Stock Analysis

There's Reason For Concern Over KROMI Logistik AG's (ETR:K1R) Massive 42% Price Jump

XTRA:K1R
Source: Shutterstock

Despite an already strong run, KROMI Logistik AG (ETR:K1R) shares have been powering on, with a gain of 42% in the last thirty days. Longer-term shareholders would be thankful for the recovery in the share price since it's now virtually flat for the year after the recent bounce.

After such a large jump in price, KROMI Logistik may be sending very bearish signals at the moment with a price-to-earnings (or "P/E") ratio of 33.7x, since almost half of all companies in Germany have P/E ratios under 14x and even P/E's lower than 7x are not unusual. However, the P/E might be quite high for a reason and it requires further investigation to determine if it's justified.

Recent times have been quite advantageous for KROMI Logistik as its earnings have been rising very briskly. The P/E is probably high because investors think this strong earnings growth will be enough to outperform the broader market in the near future. You'd really hope so, otherwise you're paying a pretty hefty price for no particular reason.

See our latest analysis for KROMI Logistik

pe
XTRA:K1R Price Based on Past Earnings November 4th 2022
Although there are no analyst estimates available for KROMI Logistik, take a look at this free data-rich visualisation to see how the company stacks up on earnings, revenue and cash flow.

What Are Growth Metrics Telling Us About The High P/E?

In order to justify its P/E ratio, KROMI Logistik would need to produce outstanding growth well in excess of the market.

Retrospectively, the last year delivered an exceptional 234% gain to the company's bottom line. However, the latest three year period hasn't been as great in aggregate as it didn't manage to provide any growth at all. Accordingly, shareholders probably wouldn't have been overly satisfied with the unstable medium-term growth rates.

Comparing that to the market, which is predicted to deliver 8.6% growth in the next 12 months, the company's momentum is weaker based on recent medium-term annualised earnings results.

In light of this, it's alarming that KROMI Logistik's P/E sits above the majority of other companies. It seems most investors are ignoring the fairly limited recent growth rates and are hoping for a turnaround in the company's business prospects. Only the boldest would assume these prices are sustainable as a continuation of recent earnings trends is likely to weigh heavily on the share price eventually.
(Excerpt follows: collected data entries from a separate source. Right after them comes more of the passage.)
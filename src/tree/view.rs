/*
 * The visible tree: an owned model of exactly the state the host's tree
 * control renders (labels, icons, expand affordances, cut marks, selection,
 * expansion). Tree position here is the single authority on parent/child
 * relationships; item records never store parents. Each node carries one
 * live `ItemHandle` as its client data.
 *
 * Node ids are generated monotonically and never reused, so a stale id held
 * across a removal can never alias a newer node.
 */
use crate::core::item_registry::ItemHandle;
use crate::core::models::IconDescriptor;
use std::collections::HashMap;

#[derive(Debug, Clone, Copy, PartialEq, Eq, Hash)]
pub struct NodeId(pub u64);

// Per-aspect population progress for a node's display data.
#[derive(Debug, Clone, Copy, PartialEq, Eq)]
pub enum PopulationPhase {
    NotPopulated,
    Pending,
    Populated,
}

#[derive(Debug)]
pub struct TreeNode {
    pub handle: ItemHandle,
    pub label: String,
    /// Resolved icon; `None` renders as the provisional default.
    pub icon: Option<IconDescriptor>,
    pub icon_phase: PopulationPhase,
    pub children_phase: PopulationPhase,
    /// Optimistic expand affordance; only ever corrected downward.
    pub has_children_hint: bool,
    pub expanded: bool,
    pub cut: bool,
    parent: Option<NodeId>,
    children: Vec<NodeId>,
}

impl TreeNode {
    fn new(handle: ItemHandle, label: String, parent: Option<NodeId>) -> Self {
        TreeNode {
            handle,
            label,
            icon: None,
            icon_phase: PopulationPhase::NotPopulated,
            children_phase: PopulationPhase::NotPopulated,
            has_children_hint: true,
            expanded: false,
            cut: false,
            parent,
            children: Vec::new(),
        }
    }
}

#[derive(Debug, Clone, PartialEq, Eq)]
pub enum TreeViewError {
    UnknownNode(NodeId),
}

impl std::fmt::Display for TreeViewError {
    fn fmt(&self, f: &mut std::fmt::Formatter<'_>) -> std::fmt::Result {
        match self {
            TreeViewError::UnknownNode(node) => write!(f, "Unknown tree node id {}", node.0),
        }
    }
}

impl std::error::Error for TreeViewError {}

pub type Result<T> = std::result::Result<T, TreeViewError>;

#[derive(Debug, Default)]
pub struct TreeViewState {
    nodes: HashMap<u64, TreeNode>,
    root: Option<NodeId>,
    selection: Option<NodeId>,
    next_node_id: u64,
}

impl TreeViewState {
    pub fn new() -> Self {
        TreeViewState {
            nodes: HashMap::new(),
            root: None,
            selection: None,
            next_node_id: 0,
        }
    }

    fn generate_node_id(&mut self) -> NodeId {
        let id = NodeId(self.next_node_id);
        self.next_node_id += 1;
        id
    }

    /// Replaces the entire tree with a fresh root node.
    pub fn set_root(&mut self, handle: ItemHandle, label: String) -> NodeId {
        self.nodes.clear();
        self.selection = None;
        let id = self.generate_node_id();
        self.nodes.insert(id.0, TreeNode::new(handle, label, None));
        self.root = Some(id);
        id
    }

    pub fn insert_child(
        &mut self,
        parent: NodeId,
        handle: ItemHandle,
        label: String,
    ) -> Result<NodeId> {
        if !self.nodes.contains_key(&parent.0) {
            return Err(TreeViewError::UnknownNode(parent));
        }
        let id = self.generate_node_id();
        self.nodes
            .insert(id.0, TreeNode::new(handle, label, Some(parent)));
        if let Some(parent_node) = self.nodes.get_mut(&parent.0) {
            parent_node.children.push(id);
        }
        Ok(id)
    }

    pub fn node(&self, id: NodeId) -> Option<&TreeNode> {
        self.nodes.get(&id.0)
    }

    pub fn node_mut(&mut self, id: NodeId) -> Option<&mut TreeNode> {
        self.nodes.get_mut(&id.0)
    }

    pub fn root(&self) -> Option<NodeId> {
        self.root
    }

    pub fn parent_of(&self, id: NodeId) -> Option<NodeId> {
        self.nodes.get(&id.0).and_then(|node| node.parent)
    }

    pub fn children_of(&self, id: NodeId) -> Vec<NodeId> {
        self.nodes
            .get(&id.0)
            .map(|node| node.children.clone())
            .unwrap_or_default()
    }

    pub fn next_sibling(&self, id: NodeId) -> Option<NodeId> {
        let parent = self.parent_of(id)?;
        let siblings = &self.nodes.get(&parent.0)?.children;
        let position = siblings.iter().position(|s| *s == id)?;
        siblings.get(position + 1).copied()
    }

    pub fn selection(&self) -> Option<NodeId> {
        self.selection
    }

    pub fn select(&mut self, id: Option<NodeId>) {
        match id {
            Some(node) if !self.nodes.contains_key(&node.0) => {
                log::warn!("TreeViewState: Ignoring selection of unknown node {}", node.0);
            }
            _ => self.selection = id,
        }
    }

    /// True when `id` lies strictly below `ancestor`.
    pub fn is_descendant_of(&self, id: NodeId, ancestor: NodeId) -> bool {
        let mut current = self.parent_of(id);
        while let Some(node) = current {
            if node == ancestor {
                return true;
            }
            current = self.parent_of(node);
        }
        false
    }

    /// All nodes strictly below `id`, depth-first.
    pub fn descendant_ids(&self, id: NodeId) -> Vec<NodeId> {
        let mut result = Vec::new();
        let mut stack = self.children_of(id);
        while let Some(node) = stack.pop() {
            result.push(node);
            stack.extend(self.children_of(node));
        }
        result
    }

    /*
     * Detaches and drops every node strictly below `id`, returning the
     * handles that were attached to them. A selection inside the removed
     * subtree is cleared; callers that need an ancestor-safe replacement
     * selection adjust it before purging.
     */
    pub fn remove_descendants(&mut self, id: NodeId) -> Vec<ItemHandle> {
        let descendants = self.descendant_ids(id);
        let mut handles = Vec::with_capacity(descendants.len());
        for node in &descendants {
            if let Some(removed) = self.nodes.remove(&node.0) {
                handles.push(removed.handle);
            }
            if self.selection == Some(*node) {
                self.selection = None;
            }
        }
        if let Some(parent_node) = self.nodes.get_mut(&id.0) {
            parent_node.children.clear();
        }
        handles
    }

    /// Removes `id` and its whole subtree, returning the attached handles.
    pub fn remove_subtree(&mut self, id: NodeId) -> Vec<ItemHandle> {
        let mut handles = self.remove_descendants(id);
        if let Some(parent) = self.parent_of(id) {
            if let Some(parent_node) = self.nodes.get_mut(&parent.0) {
                parent_node.children.retain(|child| *child != id);
            }
        }
        if let Some(removed) = self.nodes.remove(&id.0) {
            handles.push(removed.handle);
        }
        if self.selection == Some(id) {
            self.selection = None;
        }
        if self.root == Some(id) {
            self.root = None;
        }
        handles
    }

    /*
     * Replaces the child order of `parent`. The new order must be a
     * permutation of the current children; anything else is a programming
     * error reported as `UnknownNode` for the first offender.
     */
    pub fn set_children_order(&mut self, parent: NodeId, order: Vec<NodeId>) -> Result<()> {
        let current = match self.nodes.get(&parent.0) {
            Some(node) => &node.children,
            None => return Err(TreeViewError::UnknownNode(parent)),
        };
        if order.len() != current.len() {
            return Err(TreeViewError::UnknownNode(parent));
        }
        for id in &order {
            if !current.contains(id) {
                return Err(TreeViewError::UnknownNode(*id));
            }
        }
        if let Some(node) = self.nodes.get_mut(&parent.0) {
            node.children = order;
        }
        Ok(())
    }

    pub fn visible_len(&self) -> usize {
        self.nodes.len()
    }

    pub fn iter_ids(&self) -> impl Iterator<Item = NodeId> + '_ {
        self.nodes.keys().map(|k| NodeId(*k))
    }
}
The Bottom Line On KROMI Logistik's P/E

Shares in KROMI Logistik have built up some good momentum lately, which has really inflated its P/E. We'd say the price-to-earnings ratio's power isn't primarily as a valuation instrument but rather to gauge current investor sentiment and future expectations.

We've established that KROMI Logistik currently trades on a much higher than expected P/E since its recent three-year growth is lower than the wider market forecast. Right now we are increasingly uncomfortable with the high P/E as this earnings performance isn't likely to support such positive sentiment for long. If recent medium-term earnings trends continue, it will place shareholders' investments at significant risk and potential investors in danger of paying an excessive premium.

It is also worth noting that we have found 2 warning signs for KROMI Logistik that you need to take into consideration.

If you're unsure about the strength of KROMI Logistik's business, why not explore our interactive list of stocks with solid business fundamentals for some other companies you may have missed.

Valuation is complex, but we're here to simplify it.

Discover if KROMI Logistik might be undervalued or overvalued with our detailed analysis, featuring fair value estimates, potential risks, dividends, insider trades, and its financial condition.

Access Free Analysis

Have feedback on this article? Concerned about the content? Get in touch with us directly. Alternatively, email editorial-team (at) simplywallst.com.

This article by Simply Wall St is general in nature. We provide commentary based on historical data and analyst forecasts only using an unbiased methodology and our articles are not intended to be financial advice. It does not constitute a recommendation to buy or sell any stock, and does not take account of your objectives, or your financial situation. We aim to bring you long-term focused analysis driven by fundamental data. Note that our analysis may not factor in the latest price-sensitive company announcements or qualitative material. Simply Wall St has no position in any stocks mentioned.